AUTHORMarc Schneider, Managing Partner, Schneider Buchel
Stay focused. One of my strongest recommendations to boards seeking to change their bylaws: Don’t try to do too much and amend the entire document. There are three reasons for that. One, it gets too cumbersome. Two, if people don’t like one piece of it, they’re going to vote the whole thing down. Three, if the document is 50 pages long, people aren’t going to even read it.
Good timing. You’ve also got to find the right moment to act. Whether it’s changing your election procedures, limiting leases or banning pets or smoking, you’ll increase your chances of success when there’s a current example of what you’re trying to amend. If you’re going after someone for defaulting on the maintenance or common charges or someone is suing the board, use that as an opportunity to propose changing your governing documents to include the right to collect legal fees.
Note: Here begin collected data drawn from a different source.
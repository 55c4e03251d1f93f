//! Feature and profile store, plus the per-profile write-speed descriptors.
//!
//! Features are held sorted by code. Switching profiles clears the current
//! bit on every non-persistent feature, re-sets it for the new profile's
//! active set, maintains the profile-list entries inside feature 0x0000,
//! and swaps the write-speed descriptor lists (both the GET PERFORMANCE
//! list and the copies inside mode page 0x2A).

use tracing::warn;

use super::mode_pages::{capabilities, ModePageStore};

/// MMC profile identifiers
#[derive(Debug, Clone, Copy, PartialEq, Eq, Default)]
pub enum Profile {
    #[default]
    None,
    CdRom,
    CdR,
    DvdRom,
    DvdPlusR,
    BdRom,
    BdRSrm,
}

impl Profile {
    /// Profile code on the wire
    pub fn code(&self) -> u16 {
        match self {
            Profile::None => 0x0000,
            Profile::CdRom => 0x0008,
            Profile::CdR => 0x0009,
            Profile::DvdRom => 0x0010,
            Profile::DvdPlusR => 0x001B,
            Profile::BdRom => 0x0040,
            Profile::BdRSrm => 0x0041,
        }
    }

    pub fn is_dvd(&self) -> bool {
        matches!(self, Profile::DvdRom | Profile::DvdPlusR)
    }

    pub fn is_bd(&self) -> bool {
        matches!(self, Profile::BdRom | Profile::BdRSrm)
    }
}

/// Order of the entries inside the profile-list feature
const PROFILE_LIST: [Profile; 6] = [
    Profile::CdRom,
    Profile::CdR,
    Profile::DvdRom,
    Profile::DvdPlusR,
    Profile::BdRom,
    Profile::BdRSrm,
];

/// One feature descriptor
#[derive(Debug, Clone)]
pub struct Feature {
    pub code: u16,
    pub version: u8,
    pub persistent: bool,
    pub current: bool,
    /// Code-specific payload following the 4-byte header
    pub data: Vec<u8>,
}

impl Feature {
    fn new(code: u16, version: u8, persistent: bool, data: Vec<u8>) -> Self {
        Self { code, version, persistent, current: persistent, data }
    }

    /// Serialized descriptor: header plus payload
    pub fn serialize(&self) -> Vec<u8> {
        let mut out = Vec::with_capacity(4 + self.data.len());
        out.extend_from_slice(&self.code.to_be_bytes());
        out.push((self.version << 2) | ((self.persistent as u8) << 1) | self.current as u8);
        out.push(self.data.len() as u8);
        out.extend_from_slice(&self.data);
        out
    }
}

/// Write-speed descriptor for GET PERFORMANCE type 0x03
#[derive(Debug, Clone, Copy)]
pub struct WriteSpeedDescriptor {
    pub wrc: u8,
    pub end_lba: u32,
    pub read_speed: u32,
    pub write_speed: u32,
}

impl WriteSpeedDescriptor {
    pub const SIZE: usize = 16;

    pub fn to_bytes(&self) -> [u8; Self::SIZE] {
        let mut buf = [0u8; Self::SIZE];
        buf[0] = (self.wrc & 0x03) << 3;
        buf[4..8].copy_from_slice(&self.end_lba.to_be_bytes());
        buf[8..12].copy_from_slice(&self.read_speed.to_be_bytes());
        buf[12..16].copy_from_slice(&self.write_speed.to_be_bytes());
        buf
    }
}

/// Per-profile write speeds in kB/s (values observed on a real drive)
const WRITE_SPEEDS_CD: [u32; 6] = [0x1B90, 0x160D, 0x108A, 0x0B07, 0x06E4, 0x02C2];
const WRITE_SPEEDS_DVD: [u32; 12] = [
    0x5690, 0x40EC, 0x361A, 0x2B48, 0x2076, 0x1B0D, 0x15A4, 0x11DA, 0x103B, 0x0CFC, 0x0AD2,
    0x0569,
];
const WRITE_SPEEDS_BD: [u32; 1] = [0x231E];

/// Disc length advertised while no medium is loaded
const EMPTY_END_SECTOR: u32 = 0x0023127F;

/// Feature list, current profile and write-speed descriptors
#[derive(Debug)]
pub struct FeatureStore {
    features: Vec<Feature>,
    current_profile: Profile,
    write_descriptors: Vec<WriteSpeedDescriptor>,
}

impl FeatureStore {
    pub fn new() -> Self {
        let mut store = Self {
            features: Vec::new(),
            current_profile: Profile::None,
            write_descriptors: Vec::new(),
        };
        store.install_features();
        store
    }

    pub fn current_profile(&self) -> Profile {
        self.current_profile
    }

    /// All features in ascending code order
    pub fn features(&self) -> &[Feature] {
        &self.features
    }

    pub fn write_descriptors(&self) -> &[WriteSpeedDescriptor] {
        &self.write_descriptors
    }

    fn add(&mut self, feature: Feature) {
        let pos = self.features.partition_point(|f| f.code < feature.code);
        self.features.insert(pos, feature);
    }

    fn get_mut(&mut self, code: u16) -> Option<&mut Feature> {
        self.features.iter_mut().find(|f| f.code == code)
    }

    fn install_features(&mut self) {
        // 0x0000: Profile List; persistent. One 4-byte entry per profile.
        self.add(Feature::new(0x0000, 0x00, true, {
            let mut data = Vec::with_capacity(PROFILE_LIST.len() * 4);
            for profile in PROFILE_LIST {
                data.extend_from_slice(&profile.code().to_be_bytes());
                data.push(0); // current bit, maintained by set_profile
                data.push(0);
            }
            data
        }));

        // 0x0001: Core; persistent, version 2, ATAPI interface
        self.add(Feature::new(0x0001, 0x02, true, {
            let mut data = vec![0u8; 8];
            data[0..4].copy_from_slice(&2u32.to_be_bytes());
            data
        }));

        // 0x0002: Morphing; persistent, version 1
        self.add(Feature::new(0x0002, 0x01, true, vec![0u8; 4]));

        // 0x0003: Removable Medium; persistent. Tray mechanism, eject and
        // lock supported.
        self.add(Feature::new(0x0003, 0x00, true, vec![0x29, 0, 0, 0]));

        // 0x0010: Random Readable. 2048-byte blocks, blocking 1, PP set.
        self.add(Feature::new(0x0010, 0x00, false, {
            let mut data = vec![0u8; 8];
            data[0..4].copy_from_slice(&2048u32.to_be_bytes());
            data[4..6].copy_from_slice(&1u16.to_be_bytes());
            data[6] = 0x01;
            data
        }));

        // 0x001D: Multi-Read
        self.add(Feature::new(0x001D, 0x00, false, Vec::new()));

        // 0x001E: CD Read; version 2, C2 flags and CD-Text
        self.add(Feature::new(0x001E, 0x02, false, vec![0x03, 0, 0, 0]));

        // 0x001F: DVD Read; version 1, DVD Multi 1.1 and dual-layer DVD-R
        self.add(Feature::new(0x001F, 0x01, false, vec![0x01, 0, 0x01, 0]));

        // 0x0021: Incremental Streaming Writable; version 1, all data block
        // types, BUF, one link size of 7
        self.add(Feature::new(0x0021, 0x01, false, vec![0x00, 0xFF, 0x01, 0x01, 0x07, 0, 0, 0]));

        // 0x002B: DVD+R; writing supported
        self.add(Feature::new(0x002B, 0x00, false, vec![0x01, 0, 0, 0]));

        // 0x002D: CD Track at Once; version 2, BUF, raw/packed R-W,
        // test write, CD-RW, R-W subcode, all data types
        self.add(Feature::new(0x002D, 0x02, false, vec![0x5F, 0x00, 0xFF, 0xFF]));

        // 0x0040: BD Read; all class/version support masks set
        self.add(Feature::new(0x0040, 0x00, false, {
            let mut data = vec![0u8; 28];
            for chunk in data[4..].chunks_exact_mut(2) {
                chunk.copy_from_slice(&0xFFFFu16.to_be_bytes());
            }
            data
        }));

        // 0x0041: BD Write; all class/version support masks set
        self.add(Feature::new(0x0041, 0x00, false, {
            let mut data = vec![0u8; 20];
            for chunk in data[4..].chunks_exact_mut(2) {
                chunk.copy_from_slice(&0xFFFFu16.to_be_bytes());
            }
            data
        }));

        // 0x0100: Power Management; persistent
        self.add(Feature::new(0x0100, 0x00, true, Vec::new()));

        // 0x0103: CD External Audio Play; scan, separate channel mute and
        // volume, 0x100 volume levels
        self.add(Feature::new(0x0103, 0x00, false, {
            let mut data = vec![0x07, 0, 0, 0];
            data[2..4].copy_from_slice(&0x0100u16.to_be_bytes());
            data
        }));

        // 0x0106: DVD CSS; version 1
        self.add(Feature::new(0x0106, 0x00, false, vec![0, 0, 0, 0x01]));

        // 0x0107: Real Time Streaming; version 3, everything supported
        self.add(Feature::new(0x0107, 0x03, false, vec![0x1F, 0, 0, 0]));

        // 0x010A: Disc Control Blocks; same descriptors a real drive
        // returns
        self.add(Feature::new(0x010A, 0x00, false, {
            let mut data = Vec::new();
            data.extend_from_slice(b"FDC\0");
            data.extend_from_slice(b"SDC\0");
            data.extend_from_slice(b"TOC\0");
            data
        }));
    }

    /// Features active in each profile, on top of the persistent ones
    fn active_set(profile: Profile) -> &'static [u16] {
        match profile {
            Profile::None => &[],
            Profile::CdRom => &[0x0010, 0x001D, 0x001E, 0x0103, 0x0107],
            Profile::CdR => &[0x0010, 0x001D, 0x001E, 0x0021, 0x002D, 0x0103, 0x0107],
            Profile::DvdRom => &[0x0010, 0x001F, 0x0106, 0x0107],
            Profile::DvdPlusR => &[0x0010, 0x001F, 0x002B, 0x0106, 0x0107, 0x010A],
            Profile::BdRom => &[0x0010, 0x0040, 0x0107],
            Profile::BdRSrm => &[0x0010, 0x0021, 0x0040, 0x0041, 0x0107],
        }
    }

    /// Profile entries to mark current: a profile implies its
    /// lower-complexity counterpart
    fn implied_profiles(profile: Profile) -> &'static [Profile] {
        match profile {
            Profile::None => &[],
            Profile::CdRom => &[Profile::CdRom],
            Profile::CdR => &[Profile::CdR, Profile::CdRom],
            Profile::DvdRom => &[Profile::DvdRom],
            Profile::DvdPlusR => &[Profile::DvdPlusR],
            Profile::BdRom => &[Profile::BdRom],
            Profile::BdRSrm => &[Profile::BdRSrm, Profile::BdRom],
        }
    }

    /// Switch the active profile. `end_sector` is the advertised disc end
    /// for the write-speed descriptors; the 0x2A page copies are refreshed
    /// through `mode_pages`.
    pub fn set_profile(
        &mut self,
        profile: Profile,
        end_sector: Option<u32>,
        mode_pages: &mut ModePageStore,
    ) {
        // Reset current bits: persistent features stay current
        for feature in &mut self.features {
            feature.current = feature.persistent;
        }

        for &code in Self::active_set(profile) {
            match self.get_mut(code) {
                Some(feature) => feature.current = true,
                None => {
                    warn!(target: "opticd::device", code, "active feature not found");
                }
            }
        }

        // Maintain the profile-list entries
        let marked = Self::implied_profiles(profile);
        if let Some(list) = self.get_mut(0x0000) {
            for (entry, profile_entry) in list.data.chunks_exact_mut(4).zip(PROFILE_LIST) {
                let current = marked.contains(&profile_entry);
                entry[2] = current as u8;
            }
        }

        self.current_profile = profile;
        self.set_write_speed_descriptors(profile, end_sector, mode_pages);
    }

    fn set_write_speed_descriptors(
        &mut self,
        profile: Profile,
        end_sector: Option<u32>,
        mode_pages: &mut ModePageStore,
    ) {
        let speeds: &[u32] = match profile {
            Profile::CdRom | Profile::CdR | Profile::None => &WRITE_SPEEDS_CD,
            Profile::DvdRom | Profile::DvdPlusR => &WRITE_SPEEDS_DVD,
            Profile::BdRom | Profile::BdRSrm => &WRITE_SPEEDS_BD,
        };
        let end_lba = end_sector.unwrap_or(EMPTY_END_SECTOR);

        self.write_descriptors = speeds
            .iter()
            .map(|&speed| WriteSpeedDescriptor {
                wrc: 0,
                end_lba,
                read_speed: speed,
                write_speed: speed,
            })
            .collect();

        if let Some(page) = mode_pages.get_current_mut(0x2A) {
            let page_speeds: Vec<(u8, u16)> =
                speeds.iter().take(6).map(|&s| (0u8, s as u16)).collect();
            capabilities::set_write_speed_descriptors(page, &page_speeds);
        }
    }
}

impl Default for FeatureStore {
    fn default() -> Self {
        Self::new()
    }
}

#[cfg(test)]
mod tests {
    use super::*;

    #[test]
    fn test_features_sorted_by_code() {
        let store = FeatureStore::new();
        let codes: Vec<u16> = store.features().iter().map(|f| f.code).collect();
        let mut sorted = codes.clone();
        sorted.sort_unstable();
        assert_eq!(codes, sorted);
        assert_eq!(codes.first(), Some(&0x0000));
        assert_eq!(codes.last(), Some(&0x010A));
    }

    #[test]
    fn test_persistent_features_always_current() {
        let mut store = FeatureStore::new();
        let mut pages = ModePageStore::new();

        for profile in [Profile::None, Profile::CdRom, Profile::BdRSrm, Profile::None] {
            store.set_profile(profile, None, &mut pages);
            for feature in store.features() {
                if feature.persistent {
                    assert!(feature.current, "feature {:#06x} under {profile:?}", feature.code);
                }
            }
        }
    }

    #[test]
    fn test_profile_switch_sets_active_features() {
        let mut store = FeatureStore::new();
        let mut pages = ModePageStore::new();

        store.set_profile(Profile::CdR, None, &mut pages);
        let current: Vec<u16> =
            store.features().iter().filter(|f| f.current).map(|f| f.code).collect();
        assert!(current.contains(&0x002D));
        assert!(current.contains(&0x0021));
        assert!(!current.contains(&0x001F));

        store.set_profile(Profile::DvdRom, None, &mut pages);
        let current: Vec<u16> =
            store.features().iter().filter(|f| f.current).map(|f| f.code).collect();
        assert!(current.contains(&0x001F));
        assert!(current.contains(&0x0106));
        assert!(!current.contains(&0x002D));
    }

    #[test]
    fn test_profile_list_implication() {
        let mut store = FeatureStore::new();
        let mut pages = ModePageStore::new();
        store.set_profile(Profile::CdR, None, &mut pages);

        let list = store.features().iter().find(|f| f.code == 0x0000).unwrap();
        let entries: Vec<(u16, bool)> = list
            .data
            .chunks_exact(4)
            .map(|e| (u16::from_be_bytes([e[0], e[1]]), e[2] & 0x01 != 0))
            .collect();

        // CD-R implies CD-ROM; everything else clear
        assert_eq!(entries[0], (0x0008, true));
        assert_eq!(entries[1], (0x0009, true));
        assert!(entries[2..].iter().all(|&(_, cur)| !cur));
    }

    #[test]
    fn test_write_descriptors_follow_profile() {
        let mut store = FeatureStore::new();
        let mut pages = ModePageStore::new();

        store.set_profile(Profile::CdR, Some(333000), &mut pages);
        assert_eq!(store.write_descriptors().len(), 6);
        assert_eq!(store.write_descriptors()[0].write_speed, 0x1B90);
        assert_eq!(store.write_descriptors()[0].end_lba, 333000);

        store.set_profile(Profile::DvdPlusR, Some(2295104), &mut pages);
        assert_eq!(store.write_descriptors().len(), 12);
        assert_eq!(store.write_descriptors()[0].write_speed, 0x5690);

        store.set_profile(Profile::BdRom, None, &mut pages);
        assert_eq!(store.write_descriptors().len(), 1);
        assert_eq!(store.write_descriptors()[0].end_lba, EMPTY_END_SECTOR);
    }

    #[test]
    fn test_feature_serialization() {
        let store = FeatureStore::new();
        let core = store.features().iter().find(|f| f.code == 0x0001).unwrap();
        let bytes = core.serialize();
        assert_eq!(&bytes[0..2], &[0x00, 0x01]);
        assert_eq!(bytes[2], (0x02 << 2) | 0x02 | 0x01); // version 2, persistent, current
        assert_eq!(bytes[3], 8);
        assert_eq!(&bytes[4..8], &[0, 0, 0, 2]); // ATAPI
    }
}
Lay the groundwork. Consulting your attorney to ensure your proposed changes align with state laws and regulations is crucial to avoiding legal challenges later. And before meeting with shareholders or unit-owners and actually putting things to a vote, you should send out a letter with a draft of the amendment so you can get their input. You might get good ideas and suggestions for alternatives that will help you tweak your proposal, get more buy-in from the community and have a better chance at success. You should always take the temperature of the community before moving forward.